After Listing 1's code uses ADODB to upload the schema into a Recordset object, it iterates the column names into the Excel worksheet cell by cell and saves the worksheet as an .xls file. The VBScript component of the stored procedure, with the T-SQL variables replaced by literal text, would work if you pasted it into a SQL Server Agent job and ran it. All that remains is to create and run the job, which you can do by using the prefabricated stored procedures in the msdb database. Information about how to use these procedures is available in Query Analyzer's T-SQL Help. The one thing your program needs to do during the job creation is set the scripting language to VBScript. This option is in the Enterprise Manager SQL Server Agent scripting tool but, for some reason, got left out of the canned stored procedure. SQL Server Agent job steps are in plain sight—in the msdb sysjobsteps system table (an obvious name, that). All you have to do is update the scripting language name field called database_name for your job ID, which SQL Server output when you created the job with the sp_add_job procedure. Be careful—I have only one job step in this example job. If you do something more complicated, you'll need to pick the right step.
You need to note one other thing about this stored procedure: When you set up the ADODB connection, "Initial Catalog" is the database name that appears in the connection from which you'll load the Recordset. Initial Catalog is hard-coded in Listing 1 because the Util_CSV_to_Excel stored procedure is looking at the server and database on which it resides. Alternatively, you might want to further generalize the code by feeding the catalog name in as a parameter or even storing it in a SQL Server table for later lookup.
Now that you have a stored procedure that takes a .csv file and makes it into an Excel file with a header row derived from the table schema, it's time to insert the Excel file's data into the SQL Server table where it belongs. Before you can do that, you have to know the answers to two questions. One, of course, relates to the common problem with all deployed and unsupervised code: What happens if the stored procedure starts and never stops—running wild, as it were? The other is, Did the stored procedure do its job? Finding the answers to these questions is complicated by the fact that the scripts launched from SQL Server Agent job steps run asynchronously; they come from the job, and your code then moves on to whatever step comes next.
Listing 2 shows a simple way of learning the answers to both these questions. You supply the stored procedure in Listing 2 with the same @JobName you supplied to the stored procedure in Listing 1. Then, you give the code a numerical countdown (a primitive loop) that tells it whether to cancel the job (as callout A in Listing 2 shows) and lets the code know what you want it to do once the countdown has elapsed. For example, in Listing 2, I've specified that the return value 1 means the job has failed. If the code in Listing 2 gets a return value of 1 from the SELECT statement at callout B, it stops the job. You can accomplish this kind of job verification in several ways. But the simplest way is to use a loop that checks on the job however many times you told it to in the last_run_outcome field of your job step in the msdb sysjobsteps table.

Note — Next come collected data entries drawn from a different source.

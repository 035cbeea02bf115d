//! Build-phase resolution.
//!
//! Validates build requests against the winter board and lands them at the
//! end of the build phase.

use std::collections::{BTreeMap, BTreeSet};

use crate::board::{MapState, Nation, StationedUnit};
use crate::game::GameError;
use crate::map::ProvinceKey;

/// One nation's build requests, keyed by the build site.
pub type Builds = BTreeMap<ProvinceKey, StationedUnit>;

/// Number of units each nation may build (positive) or must remove (negative):
/// supply centers controlled minus units on the board.
pub fn adjustments(state: &MapState) -> BTreeMap<Nation, i64> {
    let nations: BTreeSet<&Nation> = state
        .ownership
        .values()
        .chain(state.units.values().map(|s| &s.nation))
        .collect();
    nations
        .into_iter()
        .map(|nation| {
            let centers = state.center_count(nation) as i64;
            let units = state.units_of(nation).count() as i64;
            (nation.clone(), centers - units)
        })
        .collect()
}

/// Checks one build request by `power` at `province`.
///
/// The site must be empty and controlled by `power`, and the unit must belong
/// to `power` and stand on the site.
pub fn validate_build(
    state: &MapState,
    power: &str,
    province: &str,
    build: &StationedUnit,
) -> Result<(), GameError> {
    if build.unit.province() != province {
        return Err(GameError::BuildMismatch {
            province: province.to_string(),
            unit: build.unit.to_string(),
        });
    }
    if state.is_occupied(province) {
        return Err(GameError::BuildOccupied(province.to_string()));
    }
    if state.owner(province) != Some(power) || build.nation != power {
        return Err(GameError::BuildNotOwned {
            province: province.to_string(),
            power: power.to_string(),
        });
    }
    Ok(())
}

/// Lands accepted builds on the board. Occupied sites are skipped.
pub fn apply_builds<'a>(state: &MapState, builds: impl IntoIterator<Item = &'a Builds>) -> MapState {
    let mut next = state.clone();
    for (province, build) in builds.into_iter().flatten() {
        if next.is_occupied(province) {
            log::warn!("skipping build at occupied {}", province);
            continue;
        }
        next.units.insert(province.clone(), build.clone());
    }
    next
}
//! Board state representation.
//!
//! Holds a snapshot of the board at one phase: which unit stands in which
//! province and who controls each supply center.

use std::collections::BTreeMap;

use serde::{Deserialize, Serialize};

use super::unit::{Nation, StationedUnit, Unit};
use crate::map::ProvinceKey;

/// Unit positions and supply-center ownership at one phase.
#[derive(Debug, Clone, Default, PartialEq, Eq, Serialize, Deserialize)]
pub struct MapState {
    /// Unit in each occupied province.
    pub units: BTreeMap<ProvinceKey, StationedUnit>,
    /// Controlling nation of each owned supply center.
    pub ownership: BTreeMap<ProvinceKey, Nation>,
}

impl MapState {
    /// Creates a state with no units or ownership.
    pub fn empty() -> Self {
        Self::default()
    }

    /// Places a unit on the board. Returns false if the province is already occupied.
    pub fn place_unit(&mut self, nation: impl Into<String>, unit: Unit) -> bool {
        let province = unit.province().to_string();
        if self.units.contains_key(&province) {
            return false;
        }
        self.units.insert(province, StationedUnit::new(nation, unit));
        true
    }

    /// Returns the unit in `province`, if any.
    pub fn unit_at(&self, province: &str) -> Option<&StationedUnit> {
        self.units.get(province)
    }

    pub fn is_occupied(&self, province: &str) -> bool {
        self.units.contains_key(province)
    }

    /// Sets supply-center ownership for a province.
    pub fn set_owner(&mut self, province: impl Into<String>, owner: Option<Nation>) {
        let province = province.into();
        match owner {
            Some(n) => {
                self.ownership.insert(province, n);
            }
            None => {
                self.ownership.remove(&province);
            }
        }
    }

    /// Returns the controller of `province`, if any.
    pub fn owner(&self, province: &str) -> Option<&str> {
        self.ownership.get(province).map(String::as_str)
    }

    /// Iterates over the units belonging to `nation`.
    pub fn units_of<'a>(&'a self, nation: &'a str) -> impl Iterator<Item = (&'a str, &'a Unit)> {
        self.units
            .iter()
            .filter(move |(_, s)| s.nation == nation)
            .map(|(p, s)| (p.as_str(), &s.unit))
    }

    /// Number of supply centers controlled by `nation`.
    pub fn center_count(&self, nation: &str) -> usize {
        self.ownership.values().filter(|n| *n == nation).count()
    }
}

Listing 2's stored procedure tells you whether the job has stopped and, if so, whether it failed or succeeded. Once the timeout value you specify is exceeded, you have the option of canceling the job by using the msdb sp_stop_job stored procedure. One reason for letting the job run is so that you can investigate DBA-style to see whether a problem exists or whether you simply need to increase the timeout value.

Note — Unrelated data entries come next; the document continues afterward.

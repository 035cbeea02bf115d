//! Judge-style province catalogue reader.
//!
//! Reads the `<PROVINCE>` / `<UNIQUENAME>` / `<ADJACENCY>` catalogue used by
//! Judge-derived variants:
//!
//! ```text
//! <PROVINCES>
//!     <PROVINCE shortname="bul" fullname="Bulgaria">
//!         <ADJACENCY type="mv" refs="gre con ser rum" />
//!         <ADJACENCY type="ec" refs="con bla rum" />
//!         <ADJACENCY type="sc" refs="gre aeg con" />
//!     </PROVINCE>
//! </PROVINCES>
//! ```
//!
//! Element and attribute names match case-insensitively. Elements outside this
//! vocabulary are skipped wherever they appear.

use roxmltree::{Document, Node, ParsingOptions};

use super::description::{AdjacencyDecl, AdjacencyKind, MapDescription, ProvinceEntry};
use super::error::MapError;

fn syntax(line: u32, message: impl Into<String>) -> MapError {
    MapError::Syntax {
        line: line as usize,
        message: message.into(),
    }
}

fn is_element(node: &Node<'_, '_>, name: &str) -> bool {
    node.is_element() && node.tag_name().name().eq_ignore_ascii_case(name)
}

/// A catalogue element with its source line.
struct Element<'a, 'input> {
    node: Node<'a, 'input>,
    line: u32,
}

impl<'a, 'input> Element<'a, 'input> {
    fn new(doc: &'a Document<'input>, node: Node<'a, 'input>) -> Self {
        let line = doc.text_pos_at(node.range().start).row;
        Element { node, line }
    }

    fn name(&self) -> &str {
        self.node.tag_name().name()
    }

    fn attr(&self, key: &str) -> Option<&'a str> {
        self.node
            .attributes()
            .find(|a| a.name().eq_ignore_ascii_case(key))
            .map(|a| a.value())
    }

    fn required(&self, key: &str) -> Result<&'a str, MapError> {
        self.attr(key).ok_or_else(|| {
            syntax(
                self.line,
                format!("<{}> is missing the '{}' attribute", self.name(), key),
            )
        })
    }
}

/// Parses a Judge catalogue into a map description.
pub fn parse_judge(src: &str) -> Result<MapDescription, MapError> {
    let mut options = ParsingOptions::default();
    options.allow_dtd = true;
    let doc = Document::parse_with_options(src, options)
        .map_err(|e| syntax(e.pos().row, e.to_string()))?;

    let mut desc = MapDescription::default();
    for node in doc.descendants().filter(|n| n.is_element()) {
        let el = Element::new(&doc, node);
        if is_element(&node, "PROVINCE") {
            if let Some(outer) = node.ancestors().skip(1).find(|a| is_element(a, "PROVINCE")) {
                return Err(syntax(
                    el.line,
                    format!(
                        "<PROVINCE> nested inside '{}'",
                        outer.attribute("shortname").unwrap_or_default()
                    ),
                ));
            }
            desc.provinces.push(read_province(&doc, &el)?);
        } else if is_element(&node, "UNIQUENAME") || is_element(&node, "ADJACENCY") {
            let inside = node.parent().is_some_and(|p| is_element(&p, "PROVINCE"));
            if !inside {
                return Err(syntax(
                    el.line,
                    format!("<{}> outside of a <PROVINCE>", el.name()),
                ));
            }
        } else {
            log::debug!("line {}: skipping <{}>", el.line, el.name());
        }
    }

    log::debug!("read {} provinces from judge catalogue", desc.provinces.len());
    Ok(desc)
}

fn read_province<'a, 'input>(
    doc: &'a Document<'input>,
    el: &Element<'a, 'input>,
) -> Result<ProvinceEntry, MapError> {
    let key = el.required("shortname")?;
    let mut entry = ProvinceEntry::new(key, el.attr("fullname").unwrap_or(key));

    for child in el.node.children().filter(|n| n.is_element()) {
        let child_el = Element::new(doc, child);
        if is_element(&child, "UNIQUENAME") {
            entry.aliases.push(child_el.required("name")?.to_string());
        } else if is_element(&child, "ADJACENCY") {
            let kind = AdjacencyKind::from_tag(child_el.required("type")?);
            let refs = child_el.required("refs")?;
            entry.adjacencies.push(AdjacencyDecl::new(kind, refs));
        }
    }
    Ok(entry)
}
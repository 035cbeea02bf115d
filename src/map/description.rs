//! Human-authored map descriptions.
//!
//! A description is a province catalogue: each entry carries its key, display
//! name, alias names, and one or more adjacency declarations. Descriptions
//! come from JSON (serde) or from the Judge-style catalogue parsed in
//! [`super::judge`].

use std::fmt;

use serde::{Deserialize, Deserializer, Serialize, Serializer};

/// Movement kind tag of an adjacency declaration.
#[derive(Debug, Clone, PartialEq, Eq, Hash)]
pub enum AdjacencyKind {
    /// `mv`: army movement.
    Army,
    /// `xc`: fleet movement from the province's only (or unspecified) coast.
    Fleet,
    /// Any other tag: fleet movement from the named coast.
    Coast(String),
}

impl AdjacencyKind {
    /// Parses a declaration tag.
    pub fn from_tag(tag: &str) -> AdjacencyKind {
        match tag {
            "mv" => AdjacencyKind::Army,
            "xc" | "" => AdjacencyKind::Fleet,
            coast => AdjacencyKind::Coast(coast.to_string()),
        }
    }

    /// Returns the declaration tag.
    pub fn tag(&self) -> &str {
        match self {
            AdjacencyKind::Army => "mv",
            AdjacencyKind::Fleet => "xc",
            AdjacencyKind::Coast(c) => c,
        }
    }

    /// Returns the coast this declaration moves from, if it names one.
    pub fn coast(&self) -> Option<&str> {
        match self {
            AdjacencyKind::Coast(c) => Some(c),
            _ => None,
        }
    }
}

impl fmt::Display for AdjacencyKind {
    fn fmt(&self, f: &mut fmt::Formatter<'_>) -> fmt::Result {
        f.write_str(self.tag())
    }
}

impl Serialize for AdjacencyKind {
    fn serialize<S: Serializer>(&self, serializer: S) -> Result<S::Ok, S::Error> {
        serializer.serialize_str(self.tag())
    }
}

impl<'de> Deserialize<'de> for AdjacencyKind {
    fn deserialize<D: Deserializer<'de>>(deserializer: D) -> Result<Self, D::Error> {
        let tag = String::deserialize(deserializer)?;
        Ok(AdjacencyKind::from_tag(&tag))
    }
}

/// One adjacency declaration: a kind tag plus a whitespace-separated target list.
#[derive(Debug, Clone, PartialEq, Eq, Serialize, Deserialize)]
pub struct AdjacencyDecl {
    pub kind: AdjacencyKind,
    pub refs: String,
}

impl AdjacencyDecl {
    pub fn new(kind: AdjacencyKind, refs: impl Into<String>) -> Self {
        Self {
            kind,
            refs: refs.into(),
        }
    }

    /// Iterates over the raw target references.
    pub fn targets(&self) -> impl Iterator<Item = &str> {
        self.refs.split_whitespace()
    }
}

/// A catalogue entry for one province.
#[derive(Debug, Clone, PartialEq, Eq, Serialize, Deserialize)]
pub struct ProvinceEntry {
    pub key: String,
    pub name: String,
    #[serde(default)]
    pub aliases: Vec<String>,
    #[serde(default)]
    pub adjacencies: Vec<AdjacencyDecl>,
}

impl ProvinceEntry {
    pub fn new(key: impl Into<String>, name: impl Into<String>) -> Self {
        Self {
            key: key.into(),
            name: name.into(),
            aliases: Vec::new(),
            adjacencies: Vec::new(),
        }
    }

    /// Adds an alias (builder style).
    pub fn alias(mut self, alias: impl Into<String>) -> Self {
        self.aliases.push(alias.into());
        self
    }

    /// Adds an adjacency declaration (builder style).
    pub fn adjacency(mut self, tag: &str, refs: impl Into<String>) -> Self {
        self.adjacencies
            .push(AdjacencyDecl::new(AdjacencyKind::from_tag(tag), refs));
        self
    }
}

/// A full province catalogue, in declaration order.
#[derive(Debug, Clone, Default, PartialEq, Eq, Serialize, Deserialize)]
pub struct MapDescription {
    pub provinces: Vec<ProvinceEntry>,
}

impl MapDescription {
    /// Parses a JSON description.
    pub fn from_json(s: &str) -> Result<Self, serde_json::Error> {
        serde_json::from_str(s)
    }
}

Finally, you're ready to insert the Excel file you created into the SQL Server table you created for it. Listing 3's stored procedure, Util_Excel_to_Table, accomplishes this task by attaching the Excel table as a linked server, using SQL Server's convenient built-in stored procedures. Listing 3's code then uses the simple INSERT statement at callout A to move the data from the file to the table. Notice that the INSERT statement treats the Excel file as if it were part of a distributed transaction. The statement uses a made-up (and meaningless) server name separated from the table name (the name you earlier gave your worksheet) by three dots because the other two pieces of the four-part name aren't required.
In effect, this stored procedure calls the procedure in Listing 1 to create the Excel file, then calls Listing 2 to wait until the job is finished. When the job does finish, Listing 3's stored procedure moves the data to its destination. When the task is complete, the stored procedure drops the server link, then uses sp_cmdshell to run the MS-DOS Del command with a mask you supplied as an input parameter.

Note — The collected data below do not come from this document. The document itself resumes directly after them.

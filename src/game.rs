//! Game ledger.
//!
//! Keeps the per-phase history of one game: the board at the start of every
//! phase, the orders and builds submitted, and the result of every movement
//! phase. Submissions are validated against the current phase; adjudication
//! is supplied by the caller through [`Adjudicator`].

use std::collections::{BTreeMap, BTreeSet};

use rand::seq::SliceRandom;
use rand::Rng;
use serde::{Deserialize, Serialize};

use crate::board::{MapState, Nation, Order, Orders};
use crate::map::{CompiledMap, FleetLoc, ProvinceKey};
use crate::phase::{self, GamePhase, History, MvmtInfo};
use crate::resolve::{
    adjustments, apply_adjudication, apply_builds, resolve_retreats, update_ownership,
    validate_build, Adjudicator, Builds,
};

/// Errors from submitting to or advancing a game.
#[derive(Debug, Clone, PartialEq, Eq, thiserror::Error)]
pub enum GameError {
    #[error("{action} cannot be submitted during {phase}")]
    WrongPhase {
        phase: GamePhase,
        action: &'static str,
    },

    #[error("{power} has no unit at {province}")]
    NotYourUnit { province: String, power: String },

    #[error("only move orders are allowed during retreats (got one for {0})")]
    NonMoveRetreat(String),

    #[error("no movement results recorded for {0}")]
    MissingMovementInfo(GamePhase),

    #[error("cannot retreat {province} to {dest}")]
    IllegalRetreat { province: String, dest: FleetLoc },

    #[error("{province} belongs to {owner}, not {power}")]
    ForeignRetreat {
        province: String,
        owner: String,
        power: String,
    },

    #[error("build location {0} is occupied")]
    BuildOccupied(String),

    #[error("build location {province} is not controlled by {power}")]
    BuildNotOwned { province: String, power: String },

    #[error("build at {province} places '{unit}' elsewhere")]
    BuildMismatch { province: String, unit: String },

    #[error("{power} may build at most {allowed} unit(s)")]
    TooManyBuilds { power: String, allowed: i64 },

    #[error("{players} players but only {powers} powers")]
    TooManyPlayers { players: usize, powers: usize },

    #[error("no board recorded for {0}")]
    MissingState(GamePhase),
}

/// The bookkeeping of one game from its first phase onward.
#[derive(Debug, Clone, PartialEq, Eq, Serialize, Deserialize)]
pub struct Game {
    /// The phase awaiting adjudication.
    pub phase: GamePhase,
    /// Board at the start of every phase reached so far.
    pub states: BTreeMap<GamePhase, MapState>,
    /// Orders of every movement and retreat phase reached so far.
    pub orders: BTreeMap<GamePhase, Orders>,
    /// Results of every resolved movement phase.
    pub mvmt_info: History,
    /// Accepted builds of every build phase.
    pub builds: BTreeMap<GamePhase, Builds>,
    pub supply_centers: BTreeSet<ProvinceKey>,
    /// Player id -> power.
    pub players: BTreeMap<String, Nation>,
}

impl Game {
    /// Starts a game at `start` with the given board.
    pub fn new(
        start: GamePhase,
        initial: MapState,
        supply_centers: impl IntoIterator<Item = ProvinceKey>,
    ) -> Self {
        Game {
            phase: start,
            states: BTreeMap::from([(start, initial)]),
            orders: BTreeMap::from([(start, Orders::new())]),
            mvmt_info: History::new(),
            builds: BTreeMap::new(),
            supply_centers: supply_centers.into_iter().collect(),
            players: BTreeMap::new(),
        }
    }

    /// Returns the board at the start of the current phase.
    pub fn current_state(&self) -> Result<&MapState, GameError> {
        self.state_at(self.phase)
    }

    /// Returns the board at the start of `phase`.
    pub fn state_at(&self, phase: GamePhase) -> Result<&MapState, GameError> {
        self.states.get(&phase).ok_or(GameError::MissingState(phase))
    }

    /// Returns the orders submitted so far for the current phase.
    pub fn current_orders(&self) -> Option<&Orders> {
        self.orders.get(&self.phase)
    }

    /// Randomly assigns one distinct power to each player.
    pub fn assign_powers<R: Rng + ?Sized>(
        &mut self,
        players: &[String],
        powers: &[Nation],
        rng: &mut R,
    ) -> Result<(), GameError> {
        if players.len() > powers.len() {
            return Err(GameError::TooManyPlayers {
                players: players.len(),
                powers: powers.len(),
            });
        }
        let mut shuffled = powers.to_vec();
        shuffled.shuffle(rng);
        self.players = players.iter().cloned().zip(shuffled).collect();
        for (player, power) in &self.players {
            log::info!("{} plays {}", player, power);
        }
        Ok(())
    }

    /// Returns the power assigned to `player`.
    pub fn power_of(&self, player: &str) -> Option<&str> {
        self.players.get(player).map(String::as_str)
    }

    /// Validates and records `power`'s orders for the current phase.
    ///
    /// Orders are merged with earlier submissions; a later order for the same
    /// unit replaces the earlier one. Nothing is recorded if any order fails.
    pub fn submit_orders(&mut self, power: &str, orders: Orders) -> Result<(), GameError> {
        self.check_orders(power, &orders).inspect_err(|e| {
            log::warn!("rejected orders from {} in {}: {}", power, self.phase, e);
        })?;
        log::info!("{} submitted {} order(s) for {}", power, orders.len(), self.phase);
        self.orders.entry(self.phase).or_default().extend(orders);
        Ok(())
    }

    fn check_orders(&self, power: &str, orders: &Orders) -> Result<(), GameError> {
        if self.phase.is_build() {
            return Err(GameError::WrongPhase {
                phase: self.phase,
                action: "orders",
            });
        }

        if self.phase.is_movement() {
            let state = self.current_state()?;
            for prov in orders.keys() {
                if !state.unit_at(prov).is_some_and(|s| s.nation == power) {
                    return Err(GameError::NotYourUnit {
                        province: prov.clone(),
                        power: power.to_string(),
                    });
                }
            }
            return Ok(());
        }

        let movement = self.phase.movement_phase();
        for (prov, order) in orders {
            let Some(dest) = order.dest() else {
                return Err(GameError::NonMoveRetreat(prov.clone()));
            };
            let info = self
                .mvmt_info
                .get(&movement)
                .ok_or(GameError::MissingMovementInfo(movement))?;
            let options = info
                .retreats
                .get(prov)
                .filter(|o| o.allows(dest))
                .ok_or_else(|| GameError::IllegalRetreat {
                    province: prov.clone(),
                    dest: dest.clone(),
                })?;
            if options.src.nation != power {
                return Err(GameError::ForeignRetreat {
                    province: prov.clone(),
                    owner: options.src.nation.clone(),
                    power: power.to_string(),
                });
            }
        }
        Ok(())
    }

    /// Validates and records `power`'s builds for the current build phase.
    ///
    /// A new submission replaces the power's earlier builds.
    pub fn submit_builds(&mut self, power: &str, builds: Builds) -> Result<(), GameError> {
        self.check_builds(power, &builds).inspect_err(|e| {
            log::warn!("rejected builds from {} in {}: {}", power, self.phase, e);
        })?;
        log::info!("{} submitted {} build(s) for {}", power, builds.len(), self.phase);
        let accepted = self.builds.entry(self.phase).or_default();
        accepted.retain(|_, b| b.nation != power);
        accepted.extend(builds);
        Ok(())
    }

    fn check_builds(&self, power: &str, builds: &Builds) -> Result<(), GameError> {
        if !self.phase.is_build() {
            return Err(GameError::WrongPhase {
                phase: self.phase,
                action: "builds",
            });
        }
        let state = self.current_state()?;
        for (prov, build) in builds {
            validate_build(state, power, prov, build)?;
        }
        let allowed = adjustments(state).get(power).copied().unwrap_or(0).max(0);
        if builds.len() as i64 > allowed {
            return Err(GameError::TooManyBuilds {
                power: power.to_string(),
                allowed,
            });
        }
        Ok(())
    }

    /// Gives every unit without an order a hold.
    fn fill_default_holds(&mut self) -> Result<(), GameError> {
        let occupied: Vec<ProvinceKey> = self.current_state()?.units.keys().cloned().collect();
        let orders = self.orders.entry(self.phase).or_default();
        for prov in occupied {
            orders.entry(prov).or_insert(Order::Hold);
        }
        Ok(())
    }

    /// Resolves the current phase and moves to the next one.
    ///
    /// Returns the new current phase.
    pub fn advance<A>(&mut self, map: &CompiledMap, adjudicator: &A) -> Result<GamePhase, GameError>
    where
        A: Adjudicator + ?Sized,
    {
        let phase = self.phase;
        log::info!("adjudicating {}", phase);

        let next_state = if phase.is_movement() {
            self.fill_default_holds()?;
            let state = self.current_state()?;
            let orders = self.orders.get(&phase).cloned().unwrap_or_default();
            let order_status = adjudicator.adjudicate(map, state, &orders);
            let (next_state, retreats) = apply_adjudication(map, state, &orders, &order_status);
            if !retreats.is_empty() {
                log::info!("{} unit(s) dislodged in {}", retreats.len(), phase);
            }
            self.mvmt_info.insert(phase, MvmtInfo { order_status, retreats });
            next_state
        } else if phase.is_retreat() {
            let state = self.current_state()?;
            match self.mvmt_info.get(&phase.movement_phase()) {
                Some(info) => {
                    let orders = self.orders.get(&phase).cloned().unwrap_or_default();
                    resolve_retreats(state, &info.retreats, &orders)
                }
                None => state.clone(),
            }
        } else {
            apply_builds(self.current_state()?, self.builds.get(&phase))
        };

        self.enter(phase.next(), next_state);
        Ok(self.phase)
    }

    /// Advances, then keeps advancing past retreat phases with nothing to retreat.
    pub fn advance_nonempty<A>(
        &mut self,
        map: &CompiledMap,
        adjudicator: &A,
    ) -> Result<GamePhase, GameError>
    where
        A: Adjudicator + ?Sized,
    {
        self.advance(map, adjudicator)?;
        while self.is_vacuous() {
            self.advance(map, adjudicator)?;
        }
        Ok(self.phase)
    }

    fn enter(&mut self, phase: GamePhase, mut state: MapState) {
        if phase.is_build() {
            update_ownership(&mut state, &self.supply_centers);
        }
        log::info!("entering {} with {} unit(s)", phase, state.units.len());
        self.phase = phase;
        self.states.insert(phase, state);
        if !phase.is_build() {
            self.orders.insert(phase, Orders::new());
        }
    }

    /// Returns true if the current phase is a retreat phase with nothing to retreat.
    pub fn is_vacuous(&self) -> bool {
        phase::is_vacuous(self.phase, &self.mvmt_info)
    }

    /// The phase after `from`, skipping empty retreat phases.
    pub fn next_nonempty_phase(&self, from: GamePhase) -> GamePhase {
        phase::next_nonempty_phase(from, &self.mvmt_info)
    }

    /// The phase before `from`, skipping empty retreat phases.
    pub fn prev_nonempty_phase(&self, from: GamePhase) -> GamePhase {
        phase::prev_nonempty_phase(from, &self.mvmt_info)
    }
}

Because Listing 3 is the starting point for program execution, the input parameters require some explanation. @UserName is a unique identifier; the code appends it to the job-step name to distinguish the job step when multiple sources in the network are calling the same routine. The parameter you input for @UserName doesn't have to be an actual username, merely something that won't be duplicated between calling entities. @JobName is the name of the job the code will create. @SourceFile is the .csv file that contains the data you're importing. @Target-File is the .xls file the code is creating. @Target-Table is the SQL Server table that supplies the header-row data and into which you're importing the data. @KillMask is the list of temporary or source files the code will delete when the job is done. If you want to retain the files permanently, you have to delete this parameter and the command using it (in this case, the @KillCmd variable) from the stored procedure. If you were running Listing 3 from Query Analyzer, for example, the command line might be as follows:
I used the techniques in this article to automate a fairly simple task set, but you can use them to perform any of the million-and-one routine DBA tasks we all know and loathe. You can use these techniques to automate any task associated with the COM-compliant applications on your environment's network, including most of your network-administration tasks. You can also reverse these procedures to export SQL Server tables and views to Excel or Access, for example, and use SQL Server's built-in email capability to send your output as attachments to an automated distribution list. You're limited only by your imagination and the needs of your job.